[Stored data entries]
────
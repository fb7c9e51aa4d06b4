//! Minimum-hold policies.
//!
//! A fixed-rate consumer samples buttons once per frame, so a tap shorter than
//! a frame could fall between two samples and never be seen. A hold policy
//! keeps a button logically pressed for a minimum time after its press edge,
//! delaying the release if every source lets go earlier.
//!
//! Two mechanisms exist side by side:
//!
//! | Policy | Clock | Used by |
//! |--------|-------|---------|
//! | [`HoldPolicy::WallClock`] | `web_time::Instant` | controller clients sending discrete edges |
//! | [`HoldPolicy::FrameCount`] | simulation frames | the relay host and local lockstep capture |
//!
//! Frame counting keeps delayed releases on frame boundaries, so they stay in
//! step with the simulation; wall-clock timing is the only option for a
//! client that has no simulation of its own.

use smallvec::SmallVec;
use web_time::{Duration, Instant};

use crate::buttons::Button;

/// How long a button stays pressed at minimum.
#[derive(Debug, Clone, Copy, PartialEq, Eq, Default)]
pub enum HoldPolicy {
    /// Releases are applied as soon as they happen.
    #[default]
    None,
    /// Releases are delayed until this long after the press edge.
    WallClock(Duration),
    /// Releases are delayed until this many frames after the press edge.
    FrameCount(u32),
}

impl HoldPolicy {
    /// 60 ms, the policy of controller clients.
    pub const CONTROLLER_CLIENT: HoldPolicy = HoldPolicy::WallClock(Duration::from_millis(60));
    /// 4 frames, the policy of the relay host.
    pub const RELAY: HoldPolicy = HoldPolicy::FrameCount(4);
    /// 1 frame, the policy of local lockstep capture: a tap between two
    /// captures is still seen by one frame.
    pub const LOCAL_CAPTURE: HoldPolicy = HoldPolicy::FrameCount(1);
}

#[derive(Debug, Clone, Copy, PartialEq, Eq)]
enum Stamp {
    At(Instant),
    Frame(u64),
}

/// Per-button press stamps and pending releases for one controller.
///
/// Wall-clock stamps need a `now`; callers without a clock pass `None`,
/// which makes a wall-clock policy release immediately.
#[derive(Debug, Clone)]
pub(crate) struct HoldTracker {
    policy: HoldPolicy,
    frame: u64,
    pressed_at: [Option<Stamp>; Button::COUNT],
    release_due: [Option<Stamp>; Button::COUNT],
}

impl HoldTracker {
    pub(crate) fn new(policy: HoldPolicy) -> Self {
        Self {
            policy,
            frame: 0,
            pressed_at: [None; Button::COUNT],
            release_due: [None; Button::COUNT],
        }
    }

    pub(crate) const fn policy(&self) -> HoldPolicy {
        self.policy
    }

    fn stamp(&self, now: Option<Instant>) -> Option<Stamp> {
        match self.policy {
            HoldPolicy::None => None,
            HoldPolicy::WallClock(_) => now.map(Stamp::At),
            HoldPolicy::FrameCount(_) => Some(Stamp::Frame(self.frame)),
        }
    }

    /// Records a press edge and cancels any pending release of `button`.
    pub(crate) fn pressed(&mut self, button: Button, now: Option<Instant>) {
        let i = button.index();
        self.pressed_at[i] = self.stamp(now);
        self.release_due[i] = None;
    }

    /// Returns `true` if the release of `button` may be applied now.
    /// Otherwise the release is scheduled and `false` is returned.
    pub(crate) fn released(&mut self, button: Button, now: Option<Instant>) -> bool {
        let i = button.index();
        let due = match (self.policy, self.pressed_at[i]) {
            (HoldPolicy::WallClock(min), Some(Stamp::At(start))) => {
                let due = start + min;
                now.filter(|now| *now < due).map(|_| Stamp::At(due))
            },
            (HoldPolicy::FrameCount(min), Some(Stamp::Frame(start))) => {
                let due = start.saturating_add(u64::from(min));
                (self.frame < due).then_some(Stamp::Frame(due))
            },
            _ => None,
        };
        match due {
            Some(due) => {
                self.release_due[i] = Some(due);
                false
            },
            None => {
                self.forget(button);
                true
            },
        }
    }

    pub(crate) fn is_pending(&self, button: Button) -> bool {
        self.release_due[button.index()].is_some()
    }

    /// Moves the frame clock forward by one simulation frame.
    pub(crate) fn advance_frame(&mut self) {
        self.frame = self.frame.saturating_add(1);
    }

    /// Removes and returns every pending release whose time has come, in
    /// canonical button order.
    pub(crate) fn take_due(&mut self, now: Option<Instant>) -> SmallVec<[Button; Button::COUNT]> {
        let mut due = SmallVec::new();
        for button in Button::ALL {
            let ready = match self.release_due[button.index()] {
                Some(Stamp::At(at)) => now.is_some_and(|now| now >= at),
                Some(Stamp::Frame(frame)) => self.frame >= frame,
                None => false,
            };
            if ready {
                self.forget(button);
                due.push(button);
            }
        }
        due
    }

    pub(crate) fn forget(&mut self, button: Button) {
        let i = button.index();
        self.pressed_at[i] = None;
        self.release_due[i] = None;
    }

    pub(crate) fn clear(&mut self) {
        self.pressed_at = [None; Button::COUNT];
        self.release_due = [None; Button::COUNT];
    }
}

#[cfg(test)]
#[allow(
    clippy::panic,
    clippy::unwrap_used,
    clippy::expect_used,
    clippy::indexing_slicing
)]
mod tests {
    use super::*;

    #[test]
    fn frame_policy_delays_short_press() {
        let mut hold = HoldTracker::new(HoldPolicy::FrameCount(4));
        hold.pressed(Button::A, None);
        hold.advance_frame();
        assert!(!hold.released(Button::A, None));
        assert!(hold.is_pending(Button::A));

        hold.advance_frame();
        hold.advance_frame();
        assert!(hold.take_due(None).is_empty());
        hold.advance_frame();
        assert_eq!(hold.take_due(None).as_slice(), &[Button::A]);
        assert!(!hold.is_pending(Button::A));
    }

    #[test]
    fn frame_policy_releases_long_press_immediately() {
        let mut hold = HoldTracker::new(HoldPolicy::FrameCount(2));
        hold.pressed(Button::B, None);
        hold.advance_frame();
        hold.advance_frame();
        assert!(hold.released(Button::B, None));
        assert!(!hold.is_pending(Button::B));
    }

    #[test]
    fn wall_clock_policy_schedules_at_press_plus_minimum() {
        let start = Instant::now();
        let mut hold = HoldTracker::new(HoldPolicy::WallClock(Duration::from_millis(60)));
        hold.pressed(Button::Up, Some(start));
        assert!(!hold.released(Button::Up, Some(start + Duration::from_millis(10))));
        assert!(hold
            .take_due(Some(start + Duration::from_millis(59)))
            .is_empty());
        assert_eq!(
            hold.take_due(Some(start + Duration::from_millis(60)))
                .as_slice(),
            &[Button::Up]
        );
    }

    #[test]
    fn wall_clock_without_clock_releases_immediately() {
        let mut hold = HoldTracker::new(HoldPolicy::CONTROLLER_CLIENT);
        hold.pressed(Button::Start, None);
        assert!(hold.released(Button::Start, None));
    }

    #[test]
    fn new_press_cancels_pending_release() {
        let mut hold = HoldTracker::new(HoldPolicy::FrameCount(3));
        hold.pressed(Button::Left, None);
        assert!(!hold.released(Button::Left, None));
        hold.pressed(Button::Left, None);
        assert!(!hold.is_pending(Button::Left));
        for _ in 0..5 {
            hold.advance_frame();
        }
        assert!(hold.take_due(None).is_empty());
    }

    #[test]
    fn no_policy_never_delays() {
        let mut hold = HoldTracker::new(HoldPolicy::None);
        hold.pressed(Button::A, Some(Instant::now()));
        assert!(hold.released(Button::A, Some(Instant::now())));
    }
}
────
→ **What is needed**
Go through the data and show every line where "applied" occurs.

→ **Your solution**
    /// Releases are applied as soon as they happen.
    /// Returns `true` if the release of `button` may be applied now.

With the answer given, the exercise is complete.